··· Material shown

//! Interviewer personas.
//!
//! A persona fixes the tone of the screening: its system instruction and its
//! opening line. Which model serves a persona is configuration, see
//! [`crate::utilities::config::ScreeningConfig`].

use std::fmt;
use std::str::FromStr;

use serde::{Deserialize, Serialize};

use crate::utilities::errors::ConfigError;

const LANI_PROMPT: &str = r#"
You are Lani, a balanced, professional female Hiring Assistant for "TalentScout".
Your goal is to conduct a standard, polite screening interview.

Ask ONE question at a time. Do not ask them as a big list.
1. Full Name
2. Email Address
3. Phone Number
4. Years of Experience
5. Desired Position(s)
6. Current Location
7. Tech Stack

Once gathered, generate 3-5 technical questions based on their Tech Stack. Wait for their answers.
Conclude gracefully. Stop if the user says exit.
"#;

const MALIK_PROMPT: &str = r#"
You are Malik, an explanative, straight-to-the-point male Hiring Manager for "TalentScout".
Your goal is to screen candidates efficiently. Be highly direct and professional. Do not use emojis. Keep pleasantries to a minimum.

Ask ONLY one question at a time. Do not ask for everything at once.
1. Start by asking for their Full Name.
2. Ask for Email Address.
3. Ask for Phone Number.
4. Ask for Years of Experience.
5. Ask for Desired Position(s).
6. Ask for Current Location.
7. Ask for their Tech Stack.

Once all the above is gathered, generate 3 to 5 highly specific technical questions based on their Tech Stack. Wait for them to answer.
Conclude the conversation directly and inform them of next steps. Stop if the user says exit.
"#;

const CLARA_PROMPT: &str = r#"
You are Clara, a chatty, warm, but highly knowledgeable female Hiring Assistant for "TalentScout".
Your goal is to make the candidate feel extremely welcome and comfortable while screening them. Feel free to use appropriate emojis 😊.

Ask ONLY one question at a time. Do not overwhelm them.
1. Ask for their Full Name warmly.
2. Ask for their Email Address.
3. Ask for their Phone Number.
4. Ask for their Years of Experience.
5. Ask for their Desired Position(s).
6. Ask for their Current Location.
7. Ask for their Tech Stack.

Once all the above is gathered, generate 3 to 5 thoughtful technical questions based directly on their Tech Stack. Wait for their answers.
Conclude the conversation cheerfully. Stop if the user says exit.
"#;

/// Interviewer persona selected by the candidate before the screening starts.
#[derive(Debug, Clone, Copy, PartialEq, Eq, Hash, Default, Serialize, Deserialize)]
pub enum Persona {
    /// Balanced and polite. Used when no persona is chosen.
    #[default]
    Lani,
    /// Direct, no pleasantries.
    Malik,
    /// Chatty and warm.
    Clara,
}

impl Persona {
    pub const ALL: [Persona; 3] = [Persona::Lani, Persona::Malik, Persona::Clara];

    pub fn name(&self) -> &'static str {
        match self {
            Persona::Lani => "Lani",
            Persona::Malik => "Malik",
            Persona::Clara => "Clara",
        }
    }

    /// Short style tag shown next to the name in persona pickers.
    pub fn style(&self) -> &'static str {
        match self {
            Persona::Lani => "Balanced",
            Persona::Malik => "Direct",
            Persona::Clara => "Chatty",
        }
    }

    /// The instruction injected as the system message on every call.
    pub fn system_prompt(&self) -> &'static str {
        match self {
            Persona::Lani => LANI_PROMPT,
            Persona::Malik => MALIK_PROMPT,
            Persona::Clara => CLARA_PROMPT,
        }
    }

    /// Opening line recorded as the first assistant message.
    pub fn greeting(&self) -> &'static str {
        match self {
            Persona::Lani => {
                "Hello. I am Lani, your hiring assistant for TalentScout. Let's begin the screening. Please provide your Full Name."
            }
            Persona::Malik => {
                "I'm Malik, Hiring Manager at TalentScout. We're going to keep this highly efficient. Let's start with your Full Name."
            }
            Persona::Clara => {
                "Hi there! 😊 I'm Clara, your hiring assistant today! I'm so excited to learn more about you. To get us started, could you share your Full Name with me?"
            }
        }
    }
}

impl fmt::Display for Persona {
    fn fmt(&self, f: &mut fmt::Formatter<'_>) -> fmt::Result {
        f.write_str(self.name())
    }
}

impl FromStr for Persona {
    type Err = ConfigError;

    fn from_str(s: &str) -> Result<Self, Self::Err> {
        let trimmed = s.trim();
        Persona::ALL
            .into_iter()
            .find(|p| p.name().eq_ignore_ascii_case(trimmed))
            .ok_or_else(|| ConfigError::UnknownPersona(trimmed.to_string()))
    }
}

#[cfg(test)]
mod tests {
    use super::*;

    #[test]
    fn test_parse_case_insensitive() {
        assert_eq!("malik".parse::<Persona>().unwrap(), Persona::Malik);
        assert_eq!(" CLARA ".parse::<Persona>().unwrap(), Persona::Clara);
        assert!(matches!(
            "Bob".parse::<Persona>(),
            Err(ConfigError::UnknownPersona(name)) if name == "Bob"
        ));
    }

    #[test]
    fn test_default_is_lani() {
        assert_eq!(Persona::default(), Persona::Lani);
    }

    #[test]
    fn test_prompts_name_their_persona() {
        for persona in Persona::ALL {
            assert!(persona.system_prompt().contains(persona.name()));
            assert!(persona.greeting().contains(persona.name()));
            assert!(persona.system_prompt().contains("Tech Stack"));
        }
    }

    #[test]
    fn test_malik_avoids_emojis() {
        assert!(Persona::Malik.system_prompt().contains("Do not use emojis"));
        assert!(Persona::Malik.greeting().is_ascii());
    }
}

······

• [Your assignment]
Which lines belong in the answer? Exactly those from the first line of the entries through the line holding "4. Ask for their Years of Experience.", inclusive, copied unchanged.

• [Output for this task]
//! Interviewer personas.
//!
//! A persona fixes the tone of the screening: its system instruction and its
//! opening line. Which model serves a persona is configuration, see
//! [`crate::utilities::config::ScreeningConfig`].

use std::fmt;
use std::str::FromStr;

use serde::{Deserialize, Serialize};

use crate::utilities::errors::ConfigError;

const LANI_PROMPT: &str = r#"
You are Lani, a balanced, professional female Hiring Assistant for "TalentScout".
Your goal is to conduct a standard, polite screening interview.

Ask ONE question at a time. Do not ask them as a big list.
1. Full Name
2. Email Address
3. Phone Number
4. Years of Experience
5. Desired Position(s)
6. Current Location
7. Tech Stack

Once gathered, generate 3-5 technical questions based on their Tech Stack. Wait for their answers.
Conclude gracefully. Stop if the user says exit.
"#;

const MALIK_PROMPT: &str = r#"
You are Malik, an explanative, straight-to-the-point male Hiring Manager for "TalentScout".
Your goal is to screen candidates efficiently. Be highly direct and professional. Do not use emojis. Keep pleasantries to a minimum.

Ask ONLY one question at a time. Do not ask for everything at once.
1. Start by asking for their Full Name.
2. Ask for Email Address.
3. Ask for Phone Number.
4. Ask for Years of Experience.
5. Ask for Desired Position(s).
6. Ask for Current Location.
7. Ask for their Tech Stack.

Once all the above is gathered, generate 3 to 5 highly specific technical questions based on their Tech Stack. Wait for them to answer.
Conclude the conversation directly and inform them of next steps. Stop if the user says exit.
"#;

const CLARA_PROMPT: &str = r#"
You are Clara, a chatty, warm, but highly knowledgeable female Hiring Assistant for "TalentScout".
Your goal is to make the candidate feel extremely welcome and comfortable while screening them. Feel free to use appropriate emojis 😊.

Ask ONLY one question at a time. Do not overwhelm them.
1. Ask for their Full Name warmly.
2. Ask for their Email Address.
3. Ask for their Phone Number.
4. Ask for their Years of Experience.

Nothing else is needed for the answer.